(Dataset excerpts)

━━━━━━━━━━

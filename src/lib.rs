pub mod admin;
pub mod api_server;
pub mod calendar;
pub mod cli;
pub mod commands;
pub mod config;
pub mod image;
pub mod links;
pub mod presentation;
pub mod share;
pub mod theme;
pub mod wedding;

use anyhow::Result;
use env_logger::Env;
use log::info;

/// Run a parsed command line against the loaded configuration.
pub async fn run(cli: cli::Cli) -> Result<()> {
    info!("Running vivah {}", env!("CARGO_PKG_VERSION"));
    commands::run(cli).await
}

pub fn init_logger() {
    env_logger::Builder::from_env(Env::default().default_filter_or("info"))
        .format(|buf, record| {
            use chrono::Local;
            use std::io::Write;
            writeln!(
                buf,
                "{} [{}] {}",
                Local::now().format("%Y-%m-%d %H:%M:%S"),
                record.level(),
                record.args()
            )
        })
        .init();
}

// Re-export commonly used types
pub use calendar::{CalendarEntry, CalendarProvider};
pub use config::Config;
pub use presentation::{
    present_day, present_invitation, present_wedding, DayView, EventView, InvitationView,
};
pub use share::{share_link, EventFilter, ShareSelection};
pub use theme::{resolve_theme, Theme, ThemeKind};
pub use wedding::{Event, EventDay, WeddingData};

━━━━━━━━━━

> What to produce:
How many of the lines above contain the string "Local"? Give the number only.

> Exercise response:
2